Integrated supplementary information

Supplementary Figure 1 Reversal of NGPS alterations through expression of wild-type BANF1.

(a) qRT–PCR of OCT4, SOX2, KLF4 and c-MYC in control and NGPS fibroblasts at day 3 of reprogramming. n = 3 independent experiments. (b) Control fibroblasts were transduced with a BANF1-specific shRNA. qRT–PCR of BANF1 mRNA was performed in pLKO.1 and shBANF1 transduced fibroblasts. mRNA mean relative values are represented. n = 3 independent experiments, P = 0.002. (c) BANF1 down-regulation impedes cell reprogramming. pLKO.1 and shBANF1 transduced-fibroblasts were reprogrammed.
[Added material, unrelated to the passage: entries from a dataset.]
#[cfg(test)]
mod tests {
    use super::*;
    use crate::llm::Completion;
    use crate::llm::testing::ScriptedProvider;
    use async_trait::async_trait;
    use futures::stream;
    use rlm_types::ReasoningType;
    use serde_json::json;

    fn result(sub_query: &str, answer: &str, confidence: f64) -> WorkerResult {
        WorkerResult {
            answer: answer.into(),
            confidence,
            sub_query: sub_query.into(),
            tokens_used: 10,
            from_cache: false,
        }
    }

    fn aggregator(provider: Arc<dyn CompletionProvider>, expose: bool) -> Aggregator {
        let config = ExecutionConfig::builder().expose_reasoning(expose).build();
        Aggregator::new(provider, &config)
    }

    // ============================================================================
    // Decision table
    // ============================================================================

    #[tokio::test]
    async fn test_single_result_passthrough() {
        let provider = Arc::new(ScriptedProvider::new(vec![]));
        let agg = aggregator(provider.clone(), true)
            .aggregate("q", &[result("sq", "Exactly this text.", 0.8)], true)
            .await;

        assert_eq!(agg.output.markdown(), "Exactly this text.");
        assert!(!agg.synthesis_call);
        assert_eq!(provider.call_count(), 0);
        let reasoning = agg.output.reasoning.unwrap();
        assert_eq!(reasoning.kind, ReasoningType::Proxy);
        assert!(reasoning.summary.contains("0.80"));
    }

    #[tokio::test]
    async fn test_all_low_confidence() {
        let provider = Arc::new(ScriptedProvider::new(vec![]));
        let results = [result("a", "?", 0.1), result("b", "failed", 0.0), result("c", "meh", 0.05)];
        let agg = aggregator(provider.clone(), false).aggregate("q", &results, true).await;

        assert!(agg.output.markdown().starts_with("Unable to generate a complete response"));
        assert!(agg.output.markdown().contains("Attempted 3 sub-queries"));
        assert_eq!(agg.output.metadata.unwrap().sub_calls, 3);
        assert!(agg.output.reasoning.is_none());
        assert_eq!(provider.call_count(), 0);
    }

    #[tokio::test]
    async fn test_single_low_confidence_result_is_unusable() {
        let provider = Arc::new(ScriptedProvider::new(vec![]));
        let agg = aggregator(provider, false)
            .aggregate("q", &[result("a", "Unable to answer", 0.0)], true)
            .await;
        assert!(agg.output.markdown().starts_with("Unable to generate"));
    }

    #[tokio::test]
    async fn test_synthesis_orders_by_confidence_and_drops_floor() {
        let provider = Arc::new(ScriptedProvider::new(vec!["Combined answer."]));
        let results = [
            result("low", "ignore me", 0.05),
            result("mid", "middle", 0.6),
            result("high", "top", 0.9),
        ];
        let agg = aggregator(provider.clone(), true).aggregate("q", &results, true).await;

        assert_eq!(agg.output.markdown(), "Combined answer.");
        assert!(agg.synthesis_call);
        assert_eq!(agg.synthesis_tokens, 10);
        assert_eq!(agg.output.reasoning.unwrap().kind, ReasoningType::Proxy);

        let requests = provider.requests.lock().unwrap();
        let prompt = &requests[0].messages[1].content;
        assert!(prompt.find("top").unwrap() < prompt.find("middle").unwrap());
        assert!(!prompt.contains("ignore me"));
    }

    #[tokio::test]
    async fn test_model_reasoning_is_tagged_model() {
        let provider = Arc::new(ScriptedProvider::new(vec![]));
        provider.push_completion(Completion::new("final", 20).with_reasoning("weighed both"));
        let results = [result("a", "x", 0.7), result("b", "y", 0.6)];
        let agg = aggregator(provider, true).aggregate("q", &results, true).await;

        let reasoning = agg.output.reasoning.unwrap();
        assert_eq!(reasoning.kind, ReasoningType::Model);
        assert_eq!(reasoning.summary, "weighed both");
    }

    #[tokio::test]
    async fn test_synthesis_failure_concatenates() {
        let provider = Arc::new(ScriptedProvider::failing());
        let results = [result("First?", "one", 0.5), result("Second?", "two", 0.9)];
        let agg = aggregator(provider, false).aggregate("q", &results, true).await;

        let md = agg.output.markdown();
        assert!(md.starts_with("## Second?\n\ntwo"));
        assert!(md.contains("## First?\n\none"));
        assert!(agg.synthesis_call);
        assert_eq!(agg.synthesis_tokens, 0);
    }

    #[tokio::test]
    async fn test_synthesis_disallowed_by_budget() {
        let provider = Arc::new(ScriptedProvider::new(vec!["never"]));
        let results = [result("a", "x", 0.7), result("b", "y", 0.6)];
        let agg = aggregator(provider.clone(), false).aggregate("q", &results, false).await;

        assert!(!agg.synthesis_call);
        assert_eq!(provider.call_count(), 0);
        assert!(agg.output.markdown().contains("## a"));
    }

    // ============================================================================
    // Streaming
    // ============================================================================

    struct StreamingProvider;

    #[async_trait]
    impl CompletionProvider for StreamingProvider {
        fn provider_tag(&self) -> &str {
            "anthropic"
        }

        async fn complete(&self, _request: CompletionRequest) -> anyhow::Result<Completion> {
            Err(anyhow::anyhow!("streaming only"))
        }

        async fn stream(&self, _request: CompletionRequest) -> anyhow::Result<llm::RawEventStream> {
            let events: Vec<anyhow::Result<serde_json::Value>> = vec![
                Ok(json!({"type": "content_block_delta", "delta": {"type": "thinking_delta", "thinking": "compare"}})),
                Ok(json!({"type": "content_block_delta", "delta": {"type": "text_delta", "text": "Streamed "}})),
                Ok(json!({"type": "content_block_delta", "delta": {"type": "text_delta", "text": "answer"}})),
                Ok(json!({"type": "message_delta", "delta": {"stop_reason": "end_turn"}, "usage": {"output_tokens": 12}})),
            ];
            Ok(Box::pin(stream::iter(events)))
        }
    }

    #[tokio::test]
    async fn test_streaming_synthesis() {
        let results = [result("a", "x", 0.7), result("b", "y", 0.6)];
        let mut updates = Vec::new();
        let agg = aggregator(Arc::new(StreamingProvider), true)
            .aggregate_streaming("q", &results, true, |u| updates.push(u))
            .await;

        assert_eq!(agg.output.markdown(), "Streamed answer");
        assert_eq!(agg.synthesis_tokens, 12);
        assert_eq!(agg.output.reasoning.unwrap().kind, ReasoningType::Model);
        assert_eq!(updates.last().unwrap().status, StreamStatus::Complete);
    }

    #[tokio::test]
    async fn test_streaming_passthrough_emits_nothing() {
        let mut updates = Vec::new();
        let agg = aggregator(Arc::new(StreamingProvider), false)
            .aggregate_streaming("q", &[result("a", "only", 0.9)], true, |u| updates.push(u))
            .await;
        assert_eq!(agg.output.markdown(), "only");
        assert!(updates.is_empty());
    }

    #[tokio::test]
    async fn test_streaming_unsupported_uses_blocking_synthesis() {
        let provider = Arc::new(ScriptedProvider::new(vec!["Synthesized without a stream."]));
        let results = [result("a", "x", 0.7), result("b", "y", 0.6)];
        let mut updates = Vec::new();
        let agg = aggregator(provider.clone(), false)
            .aggregate_streaming("q", &results, true, |u| updates.push(u))
            .await;

        assert_eq!(agg.output.markdown(), "Synthesized without a stream.");
        assert!(agg.synthesis_call);
        assert_eq!(agg.synthesis_tokens, 10);
        assert_eq!(updates.len(), 1);
        assert_eq!(updates[0].status, StreamStatus::Complete);
        assert_eq!(updates[0].text, "Synthesized without a stream.");
        // The failed stream open never reaches complete()
        assert_eq!(provider.call_count(), 1);
    }

    #[tokio::test]
    async fn test_streaming_unsupported_and_failing_concatenates() {
        let provider = Arc::new(ScriptedProvider::failing());
        let results = [result("a", "x", 0.7), result("b", "y", 0.6)];
        let agg = aggregator(provider, false)
            .aggregate_streaming("q", &results, true, |_| {})
            .await;
        assert!(agg.output.markdown().starts_with("## a"));
    }
}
Plot represents the number of Tra-1-60 positive colonies. n = 3 independent experiments, P = 0.001. (d) Scheme depicting the strategy followed for genome editing of NGPS-iPSCs using CRISPR-Cas9 system. The purpose of this experiment was introducing through homologous-directed repair the BANF1 wild-type sequence in NGPS-iPSCs. (e) Two representative clones from NGPS-iPSCs were analysed by PCR to detect the presence of the recombinant allele. Note that recombinant allele c.34G expression in NGPS-iPSCs notably increased the levels of BAF. Western blot analysis of BAF in edited NGPS fibroblasts (left). Western-blot analysis of BAF in control and NGPS fibroblasts transduced with a retroviral vector containing wild-type BANF1 transgene (right). A representative image is shown of 3 independent experiments. (f) Representative analysis of nuclear envelope abnormalities in fibroblasts derived from NGPS-corrected iPSCs. n = 100 cells assessed in 3 independent preparations, P = 0.001 both comparisons. (g) NGPS fibroblasts transduced with wild-type BANF1 were reprogrammed into iPSCs. The plot represents the number of Tra-1-60 positive colonies. n = 3 independent experiments, P = 0.001. Error bars indicate SEM (P < 0.01, two-tailed Student’s t test). Unprocessed original scans of blots are shown in Supplementary Fig. 9.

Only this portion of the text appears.